(Collected data)
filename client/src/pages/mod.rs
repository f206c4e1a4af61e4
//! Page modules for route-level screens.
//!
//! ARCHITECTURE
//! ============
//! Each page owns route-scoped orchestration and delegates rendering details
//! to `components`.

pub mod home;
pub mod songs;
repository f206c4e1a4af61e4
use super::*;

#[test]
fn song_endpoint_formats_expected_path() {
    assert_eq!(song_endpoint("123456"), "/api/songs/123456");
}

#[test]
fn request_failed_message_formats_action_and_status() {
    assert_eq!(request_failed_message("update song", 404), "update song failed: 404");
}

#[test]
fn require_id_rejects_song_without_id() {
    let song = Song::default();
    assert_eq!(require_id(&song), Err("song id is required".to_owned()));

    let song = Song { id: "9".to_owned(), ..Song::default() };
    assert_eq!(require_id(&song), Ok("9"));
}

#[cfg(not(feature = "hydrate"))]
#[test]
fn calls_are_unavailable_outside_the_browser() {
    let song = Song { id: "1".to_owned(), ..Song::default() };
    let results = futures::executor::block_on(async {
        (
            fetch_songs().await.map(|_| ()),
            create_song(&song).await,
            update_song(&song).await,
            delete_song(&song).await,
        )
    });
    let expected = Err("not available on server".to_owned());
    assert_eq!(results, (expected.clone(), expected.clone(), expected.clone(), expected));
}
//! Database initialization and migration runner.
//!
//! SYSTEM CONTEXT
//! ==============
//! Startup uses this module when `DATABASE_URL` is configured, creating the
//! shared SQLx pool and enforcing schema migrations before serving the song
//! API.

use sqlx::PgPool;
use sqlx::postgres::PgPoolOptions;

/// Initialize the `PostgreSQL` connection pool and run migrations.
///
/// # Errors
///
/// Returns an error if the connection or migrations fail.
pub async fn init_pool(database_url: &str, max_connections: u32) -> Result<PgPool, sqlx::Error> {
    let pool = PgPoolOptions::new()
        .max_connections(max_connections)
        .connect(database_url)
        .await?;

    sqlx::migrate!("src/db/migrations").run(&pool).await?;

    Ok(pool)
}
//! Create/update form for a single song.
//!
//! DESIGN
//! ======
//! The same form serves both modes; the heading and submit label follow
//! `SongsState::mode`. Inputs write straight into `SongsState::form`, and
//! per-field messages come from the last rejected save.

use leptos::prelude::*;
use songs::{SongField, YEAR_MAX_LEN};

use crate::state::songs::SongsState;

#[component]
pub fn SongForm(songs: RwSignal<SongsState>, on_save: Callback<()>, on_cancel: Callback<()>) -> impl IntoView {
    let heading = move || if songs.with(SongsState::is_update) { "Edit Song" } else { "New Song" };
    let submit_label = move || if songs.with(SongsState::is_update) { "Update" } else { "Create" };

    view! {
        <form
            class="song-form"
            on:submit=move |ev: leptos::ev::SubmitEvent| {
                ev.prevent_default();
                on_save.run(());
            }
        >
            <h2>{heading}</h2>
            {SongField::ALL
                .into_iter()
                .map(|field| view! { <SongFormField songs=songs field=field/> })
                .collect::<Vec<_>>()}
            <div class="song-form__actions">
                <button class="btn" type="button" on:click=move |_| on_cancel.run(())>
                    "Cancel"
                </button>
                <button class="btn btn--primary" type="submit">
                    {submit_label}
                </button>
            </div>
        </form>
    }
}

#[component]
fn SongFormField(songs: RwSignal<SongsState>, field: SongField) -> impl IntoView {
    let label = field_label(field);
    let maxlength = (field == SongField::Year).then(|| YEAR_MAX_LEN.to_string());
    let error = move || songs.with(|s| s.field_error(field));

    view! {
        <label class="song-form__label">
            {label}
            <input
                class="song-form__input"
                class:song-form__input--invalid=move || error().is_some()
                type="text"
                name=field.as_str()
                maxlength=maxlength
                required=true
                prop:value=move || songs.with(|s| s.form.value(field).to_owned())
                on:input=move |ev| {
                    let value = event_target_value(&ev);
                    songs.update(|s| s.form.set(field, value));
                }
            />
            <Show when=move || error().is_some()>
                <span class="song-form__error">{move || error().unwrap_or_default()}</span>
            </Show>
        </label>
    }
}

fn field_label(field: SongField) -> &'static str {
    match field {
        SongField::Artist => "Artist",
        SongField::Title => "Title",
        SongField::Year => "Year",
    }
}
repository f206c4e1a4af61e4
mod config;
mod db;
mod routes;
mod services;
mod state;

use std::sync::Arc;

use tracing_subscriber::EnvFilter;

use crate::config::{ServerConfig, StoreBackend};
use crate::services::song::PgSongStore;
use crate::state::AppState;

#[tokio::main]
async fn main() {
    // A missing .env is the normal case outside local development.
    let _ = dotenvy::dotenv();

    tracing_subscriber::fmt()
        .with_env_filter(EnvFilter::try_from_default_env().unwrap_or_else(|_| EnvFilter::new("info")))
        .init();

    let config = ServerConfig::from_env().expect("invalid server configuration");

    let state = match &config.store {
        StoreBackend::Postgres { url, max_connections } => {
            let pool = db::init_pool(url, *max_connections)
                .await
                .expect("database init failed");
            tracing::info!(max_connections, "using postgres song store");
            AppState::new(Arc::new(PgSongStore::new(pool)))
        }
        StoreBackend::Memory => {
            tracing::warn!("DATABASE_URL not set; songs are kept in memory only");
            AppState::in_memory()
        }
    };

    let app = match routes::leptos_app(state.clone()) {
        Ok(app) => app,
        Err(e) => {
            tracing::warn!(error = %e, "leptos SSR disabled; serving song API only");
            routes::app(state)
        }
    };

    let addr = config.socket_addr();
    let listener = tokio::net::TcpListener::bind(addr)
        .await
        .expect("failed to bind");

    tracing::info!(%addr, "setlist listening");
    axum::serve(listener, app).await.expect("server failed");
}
* * *
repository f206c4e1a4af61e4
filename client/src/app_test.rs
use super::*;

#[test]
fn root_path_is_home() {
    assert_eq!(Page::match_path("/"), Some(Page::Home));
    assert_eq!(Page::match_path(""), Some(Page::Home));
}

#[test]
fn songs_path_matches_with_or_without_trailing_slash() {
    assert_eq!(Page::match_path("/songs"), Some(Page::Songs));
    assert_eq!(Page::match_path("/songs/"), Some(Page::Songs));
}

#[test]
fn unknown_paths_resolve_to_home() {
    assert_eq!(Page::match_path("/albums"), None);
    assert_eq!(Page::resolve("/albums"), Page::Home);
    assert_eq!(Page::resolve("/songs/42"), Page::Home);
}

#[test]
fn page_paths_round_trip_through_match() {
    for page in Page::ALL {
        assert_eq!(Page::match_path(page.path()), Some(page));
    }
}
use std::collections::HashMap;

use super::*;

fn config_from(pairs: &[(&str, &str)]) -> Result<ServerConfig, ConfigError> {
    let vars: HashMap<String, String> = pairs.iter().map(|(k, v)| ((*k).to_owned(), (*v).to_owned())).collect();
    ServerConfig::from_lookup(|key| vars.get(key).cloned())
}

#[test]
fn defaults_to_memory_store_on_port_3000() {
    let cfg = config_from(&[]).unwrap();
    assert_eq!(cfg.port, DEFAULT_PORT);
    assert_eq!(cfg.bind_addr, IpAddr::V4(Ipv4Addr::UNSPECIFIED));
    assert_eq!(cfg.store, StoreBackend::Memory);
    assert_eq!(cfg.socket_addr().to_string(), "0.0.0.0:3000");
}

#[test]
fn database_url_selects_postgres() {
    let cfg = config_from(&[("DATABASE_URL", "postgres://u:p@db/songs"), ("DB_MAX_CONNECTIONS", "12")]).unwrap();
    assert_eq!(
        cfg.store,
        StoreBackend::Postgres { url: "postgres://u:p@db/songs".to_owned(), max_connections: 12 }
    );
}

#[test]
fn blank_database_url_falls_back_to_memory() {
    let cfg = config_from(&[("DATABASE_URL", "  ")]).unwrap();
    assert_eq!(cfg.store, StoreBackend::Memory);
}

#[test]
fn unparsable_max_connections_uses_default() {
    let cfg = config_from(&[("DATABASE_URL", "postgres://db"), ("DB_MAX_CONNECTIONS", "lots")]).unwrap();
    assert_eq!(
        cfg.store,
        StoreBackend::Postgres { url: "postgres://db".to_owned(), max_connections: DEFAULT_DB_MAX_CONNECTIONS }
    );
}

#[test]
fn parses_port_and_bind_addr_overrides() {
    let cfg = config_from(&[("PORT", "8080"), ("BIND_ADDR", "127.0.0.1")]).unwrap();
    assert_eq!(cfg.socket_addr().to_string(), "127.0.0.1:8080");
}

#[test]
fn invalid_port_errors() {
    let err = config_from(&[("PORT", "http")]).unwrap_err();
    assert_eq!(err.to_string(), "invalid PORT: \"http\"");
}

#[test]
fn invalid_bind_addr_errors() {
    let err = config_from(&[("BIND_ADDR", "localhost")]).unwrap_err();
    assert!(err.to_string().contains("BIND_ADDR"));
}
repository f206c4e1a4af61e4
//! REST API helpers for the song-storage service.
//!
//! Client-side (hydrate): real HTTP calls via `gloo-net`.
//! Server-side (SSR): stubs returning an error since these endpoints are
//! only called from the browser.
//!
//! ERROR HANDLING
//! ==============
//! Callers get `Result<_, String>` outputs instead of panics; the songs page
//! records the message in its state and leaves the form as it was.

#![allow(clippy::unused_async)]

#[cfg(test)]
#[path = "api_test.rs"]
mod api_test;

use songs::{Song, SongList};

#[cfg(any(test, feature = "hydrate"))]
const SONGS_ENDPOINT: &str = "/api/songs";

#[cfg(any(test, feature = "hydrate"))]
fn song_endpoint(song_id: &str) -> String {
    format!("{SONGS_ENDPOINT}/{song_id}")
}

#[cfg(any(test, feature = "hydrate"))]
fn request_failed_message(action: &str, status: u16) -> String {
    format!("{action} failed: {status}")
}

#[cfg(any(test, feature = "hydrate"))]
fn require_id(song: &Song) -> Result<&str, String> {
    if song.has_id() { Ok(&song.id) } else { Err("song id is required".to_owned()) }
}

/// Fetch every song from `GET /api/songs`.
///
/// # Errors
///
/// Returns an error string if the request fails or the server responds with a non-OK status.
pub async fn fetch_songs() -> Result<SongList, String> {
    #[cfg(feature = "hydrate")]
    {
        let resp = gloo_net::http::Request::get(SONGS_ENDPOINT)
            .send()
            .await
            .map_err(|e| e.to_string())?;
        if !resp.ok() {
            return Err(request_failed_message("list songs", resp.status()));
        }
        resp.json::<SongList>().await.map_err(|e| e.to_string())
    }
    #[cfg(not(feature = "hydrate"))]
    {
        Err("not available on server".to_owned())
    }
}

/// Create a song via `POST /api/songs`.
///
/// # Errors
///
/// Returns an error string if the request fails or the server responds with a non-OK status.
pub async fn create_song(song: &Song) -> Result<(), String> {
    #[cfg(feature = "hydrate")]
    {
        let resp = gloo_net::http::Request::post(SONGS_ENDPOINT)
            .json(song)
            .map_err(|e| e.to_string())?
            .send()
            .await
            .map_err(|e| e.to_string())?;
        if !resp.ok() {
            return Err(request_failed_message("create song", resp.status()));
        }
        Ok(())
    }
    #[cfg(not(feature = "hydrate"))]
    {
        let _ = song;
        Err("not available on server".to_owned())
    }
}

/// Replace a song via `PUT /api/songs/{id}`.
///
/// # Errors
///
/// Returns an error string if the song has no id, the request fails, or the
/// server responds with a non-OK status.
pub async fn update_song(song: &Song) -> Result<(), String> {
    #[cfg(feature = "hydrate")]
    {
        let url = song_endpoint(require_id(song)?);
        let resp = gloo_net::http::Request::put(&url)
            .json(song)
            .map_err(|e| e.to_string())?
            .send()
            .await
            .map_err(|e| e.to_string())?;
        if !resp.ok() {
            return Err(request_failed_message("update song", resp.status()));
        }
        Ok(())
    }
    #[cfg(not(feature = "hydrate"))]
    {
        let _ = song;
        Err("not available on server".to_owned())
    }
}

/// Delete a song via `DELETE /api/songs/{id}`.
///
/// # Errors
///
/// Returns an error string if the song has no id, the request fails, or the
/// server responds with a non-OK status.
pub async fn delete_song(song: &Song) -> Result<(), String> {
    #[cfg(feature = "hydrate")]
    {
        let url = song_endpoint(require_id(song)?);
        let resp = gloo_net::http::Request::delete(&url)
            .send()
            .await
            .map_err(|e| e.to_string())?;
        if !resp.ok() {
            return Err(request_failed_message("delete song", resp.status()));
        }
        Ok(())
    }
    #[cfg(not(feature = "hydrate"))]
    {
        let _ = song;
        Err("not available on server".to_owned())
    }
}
==
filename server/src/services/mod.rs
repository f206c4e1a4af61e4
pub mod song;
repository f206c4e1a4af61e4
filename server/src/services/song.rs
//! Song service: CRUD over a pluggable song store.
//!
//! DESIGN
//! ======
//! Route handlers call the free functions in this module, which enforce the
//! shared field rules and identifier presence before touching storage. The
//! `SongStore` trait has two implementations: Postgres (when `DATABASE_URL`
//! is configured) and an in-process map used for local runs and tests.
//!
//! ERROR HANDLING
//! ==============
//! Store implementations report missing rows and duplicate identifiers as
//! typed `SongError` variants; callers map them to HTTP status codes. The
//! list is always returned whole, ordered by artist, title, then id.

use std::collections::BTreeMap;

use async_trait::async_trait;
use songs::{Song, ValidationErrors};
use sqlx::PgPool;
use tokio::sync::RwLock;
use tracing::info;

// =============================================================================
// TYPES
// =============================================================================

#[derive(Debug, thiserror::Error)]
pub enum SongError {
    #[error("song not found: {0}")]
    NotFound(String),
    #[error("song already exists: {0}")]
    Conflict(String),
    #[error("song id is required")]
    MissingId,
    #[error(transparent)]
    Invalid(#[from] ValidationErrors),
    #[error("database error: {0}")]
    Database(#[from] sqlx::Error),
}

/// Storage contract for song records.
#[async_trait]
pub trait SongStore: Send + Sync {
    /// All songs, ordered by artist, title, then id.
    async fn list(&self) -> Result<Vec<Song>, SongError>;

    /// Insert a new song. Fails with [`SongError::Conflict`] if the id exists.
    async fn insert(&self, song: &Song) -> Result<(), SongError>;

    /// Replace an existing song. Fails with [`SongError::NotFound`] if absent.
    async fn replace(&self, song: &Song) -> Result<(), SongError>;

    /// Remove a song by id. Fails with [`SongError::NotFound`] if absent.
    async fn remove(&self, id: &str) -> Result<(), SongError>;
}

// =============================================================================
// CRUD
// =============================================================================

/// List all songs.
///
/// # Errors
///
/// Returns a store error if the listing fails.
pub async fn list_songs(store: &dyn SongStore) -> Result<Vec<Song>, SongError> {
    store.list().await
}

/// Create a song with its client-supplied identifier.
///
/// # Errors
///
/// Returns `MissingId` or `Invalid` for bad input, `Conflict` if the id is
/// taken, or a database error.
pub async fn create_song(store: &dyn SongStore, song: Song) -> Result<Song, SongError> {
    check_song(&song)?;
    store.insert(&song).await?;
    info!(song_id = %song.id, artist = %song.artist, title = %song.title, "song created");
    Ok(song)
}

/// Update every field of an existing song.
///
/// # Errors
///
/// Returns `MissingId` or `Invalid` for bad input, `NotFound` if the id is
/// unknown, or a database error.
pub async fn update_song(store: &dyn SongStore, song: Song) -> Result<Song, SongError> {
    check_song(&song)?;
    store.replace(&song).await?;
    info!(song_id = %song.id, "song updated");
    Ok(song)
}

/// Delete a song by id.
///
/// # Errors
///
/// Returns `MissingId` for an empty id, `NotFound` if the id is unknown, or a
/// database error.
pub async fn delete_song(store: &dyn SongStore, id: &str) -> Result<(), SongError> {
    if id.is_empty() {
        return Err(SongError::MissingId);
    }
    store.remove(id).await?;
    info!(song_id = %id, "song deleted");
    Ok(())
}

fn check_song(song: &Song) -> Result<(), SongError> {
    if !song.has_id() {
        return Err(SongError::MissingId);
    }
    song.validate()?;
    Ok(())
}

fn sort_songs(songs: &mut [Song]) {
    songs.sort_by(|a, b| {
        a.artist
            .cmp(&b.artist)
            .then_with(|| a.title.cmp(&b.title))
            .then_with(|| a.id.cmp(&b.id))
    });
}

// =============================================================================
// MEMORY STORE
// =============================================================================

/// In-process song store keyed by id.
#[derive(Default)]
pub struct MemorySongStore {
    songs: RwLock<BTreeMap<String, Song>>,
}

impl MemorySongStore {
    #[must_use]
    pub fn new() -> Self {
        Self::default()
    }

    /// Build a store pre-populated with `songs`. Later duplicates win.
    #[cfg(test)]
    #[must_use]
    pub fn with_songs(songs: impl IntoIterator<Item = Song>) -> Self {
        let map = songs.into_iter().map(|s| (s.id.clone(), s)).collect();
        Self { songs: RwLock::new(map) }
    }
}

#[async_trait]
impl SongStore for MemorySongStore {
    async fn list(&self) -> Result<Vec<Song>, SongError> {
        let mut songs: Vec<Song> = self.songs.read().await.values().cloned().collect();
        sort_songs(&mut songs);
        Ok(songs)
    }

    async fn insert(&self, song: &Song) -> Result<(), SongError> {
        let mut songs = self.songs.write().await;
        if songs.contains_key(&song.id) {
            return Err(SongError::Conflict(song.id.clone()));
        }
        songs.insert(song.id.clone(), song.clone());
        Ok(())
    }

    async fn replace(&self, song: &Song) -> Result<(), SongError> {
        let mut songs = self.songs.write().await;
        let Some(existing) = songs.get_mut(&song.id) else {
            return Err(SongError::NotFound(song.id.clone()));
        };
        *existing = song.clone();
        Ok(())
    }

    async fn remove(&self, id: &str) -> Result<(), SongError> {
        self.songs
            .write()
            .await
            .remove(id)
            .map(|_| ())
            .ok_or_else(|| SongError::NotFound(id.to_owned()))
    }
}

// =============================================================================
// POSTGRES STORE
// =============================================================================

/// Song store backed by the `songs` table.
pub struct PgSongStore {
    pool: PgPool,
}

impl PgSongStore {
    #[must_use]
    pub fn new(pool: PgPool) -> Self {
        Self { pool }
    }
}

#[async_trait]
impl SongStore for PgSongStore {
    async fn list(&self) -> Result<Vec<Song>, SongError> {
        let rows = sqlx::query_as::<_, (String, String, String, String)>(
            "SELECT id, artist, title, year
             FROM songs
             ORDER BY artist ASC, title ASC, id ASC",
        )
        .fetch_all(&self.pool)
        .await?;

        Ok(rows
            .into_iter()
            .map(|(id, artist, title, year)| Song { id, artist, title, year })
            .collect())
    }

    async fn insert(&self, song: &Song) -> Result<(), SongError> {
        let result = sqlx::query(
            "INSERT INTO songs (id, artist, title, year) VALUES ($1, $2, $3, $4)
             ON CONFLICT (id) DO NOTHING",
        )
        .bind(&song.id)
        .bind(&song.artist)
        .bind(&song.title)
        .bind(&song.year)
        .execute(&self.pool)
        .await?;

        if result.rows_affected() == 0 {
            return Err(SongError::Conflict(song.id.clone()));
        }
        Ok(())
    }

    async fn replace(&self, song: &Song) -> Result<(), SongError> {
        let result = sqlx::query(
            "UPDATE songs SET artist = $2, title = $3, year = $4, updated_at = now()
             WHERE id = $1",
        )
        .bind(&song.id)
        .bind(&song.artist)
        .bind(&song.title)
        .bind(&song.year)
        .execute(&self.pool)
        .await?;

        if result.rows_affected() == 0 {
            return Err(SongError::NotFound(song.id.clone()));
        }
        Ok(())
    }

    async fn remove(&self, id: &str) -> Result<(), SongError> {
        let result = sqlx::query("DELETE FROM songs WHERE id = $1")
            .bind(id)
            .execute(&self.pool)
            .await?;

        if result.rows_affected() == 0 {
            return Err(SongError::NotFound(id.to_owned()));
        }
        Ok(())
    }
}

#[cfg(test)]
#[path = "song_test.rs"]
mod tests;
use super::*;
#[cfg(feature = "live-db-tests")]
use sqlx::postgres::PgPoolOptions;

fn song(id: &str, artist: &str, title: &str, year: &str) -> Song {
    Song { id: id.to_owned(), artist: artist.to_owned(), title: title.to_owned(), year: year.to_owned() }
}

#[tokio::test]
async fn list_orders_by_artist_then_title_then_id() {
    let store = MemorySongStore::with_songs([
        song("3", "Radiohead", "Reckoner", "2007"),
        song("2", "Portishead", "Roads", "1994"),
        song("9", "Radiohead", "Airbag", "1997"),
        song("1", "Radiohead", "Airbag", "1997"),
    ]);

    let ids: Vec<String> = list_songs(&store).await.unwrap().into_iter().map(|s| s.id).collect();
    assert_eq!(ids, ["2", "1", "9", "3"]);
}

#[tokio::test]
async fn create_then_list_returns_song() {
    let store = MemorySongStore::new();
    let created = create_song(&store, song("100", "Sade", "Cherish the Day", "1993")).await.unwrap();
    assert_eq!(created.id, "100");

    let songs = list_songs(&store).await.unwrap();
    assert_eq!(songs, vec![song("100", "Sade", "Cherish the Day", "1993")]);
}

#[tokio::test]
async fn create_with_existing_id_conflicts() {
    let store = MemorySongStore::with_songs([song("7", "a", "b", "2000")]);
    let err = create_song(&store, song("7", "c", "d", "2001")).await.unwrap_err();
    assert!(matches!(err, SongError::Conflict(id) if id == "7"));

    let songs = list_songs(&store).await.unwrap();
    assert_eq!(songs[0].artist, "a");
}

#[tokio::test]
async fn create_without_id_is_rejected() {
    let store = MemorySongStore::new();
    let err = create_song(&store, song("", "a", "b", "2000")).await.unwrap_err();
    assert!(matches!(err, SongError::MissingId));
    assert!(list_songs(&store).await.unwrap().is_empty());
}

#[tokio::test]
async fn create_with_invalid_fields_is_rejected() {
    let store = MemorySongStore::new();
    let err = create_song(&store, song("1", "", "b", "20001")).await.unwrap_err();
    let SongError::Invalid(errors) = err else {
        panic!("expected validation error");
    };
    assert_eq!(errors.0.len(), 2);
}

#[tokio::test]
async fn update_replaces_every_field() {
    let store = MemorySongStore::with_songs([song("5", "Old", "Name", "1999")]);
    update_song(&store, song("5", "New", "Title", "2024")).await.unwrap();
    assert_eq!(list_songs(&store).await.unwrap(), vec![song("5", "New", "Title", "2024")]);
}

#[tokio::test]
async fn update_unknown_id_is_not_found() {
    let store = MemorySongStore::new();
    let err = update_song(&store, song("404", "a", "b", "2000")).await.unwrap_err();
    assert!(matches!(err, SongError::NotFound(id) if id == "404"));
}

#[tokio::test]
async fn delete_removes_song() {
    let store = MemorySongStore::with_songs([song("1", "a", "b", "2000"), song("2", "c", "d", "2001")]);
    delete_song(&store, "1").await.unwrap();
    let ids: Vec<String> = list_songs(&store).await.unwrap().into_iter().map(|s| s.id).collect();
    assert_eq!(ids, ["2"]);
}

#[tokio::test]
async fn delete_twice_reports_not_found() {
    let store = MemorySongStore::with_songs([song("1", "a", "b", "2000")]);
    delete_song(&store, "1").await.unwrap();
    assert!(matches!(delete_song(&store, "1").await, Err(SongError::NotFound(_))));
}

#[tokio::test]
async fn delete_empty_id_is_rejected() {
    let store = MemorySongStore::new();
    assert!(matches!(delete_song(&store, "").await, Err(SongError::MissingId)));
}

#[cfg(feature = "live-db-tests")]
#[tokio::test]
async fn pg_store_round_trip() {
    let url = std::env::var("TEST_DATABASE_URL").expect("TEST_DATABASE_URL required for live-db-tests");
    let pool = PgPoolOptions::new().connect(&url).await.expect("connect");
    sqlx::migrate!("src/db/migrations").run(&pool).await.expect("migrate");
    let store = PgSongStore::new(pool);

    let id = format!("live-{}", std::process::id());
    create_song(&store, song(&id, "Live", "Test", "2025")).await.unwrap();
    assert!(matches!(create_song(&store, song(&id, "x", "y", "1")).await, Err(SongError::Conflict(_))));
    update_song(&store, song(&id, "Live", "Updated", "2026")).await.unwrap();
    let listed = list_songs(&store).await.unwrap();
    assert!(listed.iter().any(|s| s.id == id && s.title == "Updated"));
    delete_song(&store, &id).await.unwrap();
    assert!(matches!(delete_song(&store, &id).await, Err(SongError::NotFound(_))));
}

Task description: Which of the lines above mention the word "Airbag"? Pull those lines out.

Task answer:
        song("9", "Radiohead", "Airbag", "1997"),
        song("1", "Radiohead", "Airbag", "1997"),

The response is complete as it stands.